View Full Version : Implausible misbehaviour in a Gooney

t'aint natural
22nd Jan 2003, 20:13
It says here... (Flypast, February, article on the AC47 gunship)...
'The idea of using vintage Douglas C-47 Skytrain transports as heavily-armed gunships to defend friendly forces from night attacks in Vietnam has been attributed to USAF Captain Ronald W. Terry. He reportedly witnessed the delivery of mail and supplies to remote jungle areas in South America by DC-3s flying in steep pylon turns with buckets lowered on the end of ropes. Stablilised at the end of the rope cone, the buckets could be emptied and filled by someone standing on the ground, assuming that everything was done just right. Terry envisioned the circling rope cone as a cone of gunfire that could deliver a devastating blow to targets at the tip.'
I imagine Terry envisioned a lot of things, being as he clearly was a connoisseur of the local mushrooms. Let me get this straight. Bloke flies round in a tight circle dangling a bucket on a rope. Joker on the ground fills the pail, which is then whisked heavenward...
Say it ain't so!

22nd Jan 2003, 22:19
Probably one of those oft-told tales which gets embellished with every telling. The originator of the procedure was a missionary called Nate Saint (not making this up) who used a bucket dangled from a Piper Cub to deliver 'presents' to the Woudoni (not making this up either) tribe. The presents included kettles and machetees. Eventually the missionaries landed and the tribe killed them. Decide your own moral to the story :(

No evidence that bucket-toting Gooneys were involved. ;)

22nd Jan 2003, 22:37
`tis so!
I saw this in a book, years ago, as a method of delivering/retrieving messages from A.O.P. aircraft.
A long ribbon towed behind an aircraft would simply follow the course of the aircraft but a thin rope with a weight on the end would `slip sideways` during a turn to try to make a straight line between the weight and the aircraft. As you tighten the turn you eventually end up with a stationary weight with a rope going around in circles. At this point you descend until the weight reaches the ground and pray that no-one ties it to a tree.

Mike W

23rd Jan 2003, 09:11
Surely this procedure can only be used on a no-wind day? In a situation with a bit of wind available you'll have to change the angle of bank throughout the turn to keep turning around the same point. But if my brain is ticking over correctly with a change in AOB the 'focus' of the turn changes as well, leaving the natives chasing after the bucket so to speak.

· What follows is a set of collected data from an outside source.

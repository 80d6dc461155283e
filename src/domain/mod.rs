//! Domain modules organized as vertical slices.
//!
//! Each sub-module contains:
//! - `mod.rs` — Domain types
//! - `state.rs` — State containers with update methods (app-owned)
//! - `client.rs` — Sub-client with HTTP methods

pub mod backend;
pub mod view;

pub use backend::ActivationState;
pub use view::state::{Buckets, DataBucket};
pub use view::View;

I'm still doubtful, photos and eyewitness accounts will be needed I'm afraid.

23rd Jan 2003, 09:48
The US Navy's 707-based E-6A Mercury (TACAMO II) uses a similar technique to provide a VLF communications link with submerged nuclear submarines. It flies a very tight orbit at altitude while trailing a 26,000-foot-long weighted antenna into the sea. The submerged end of antenna needs to be maintained close to the vertical for effective communications.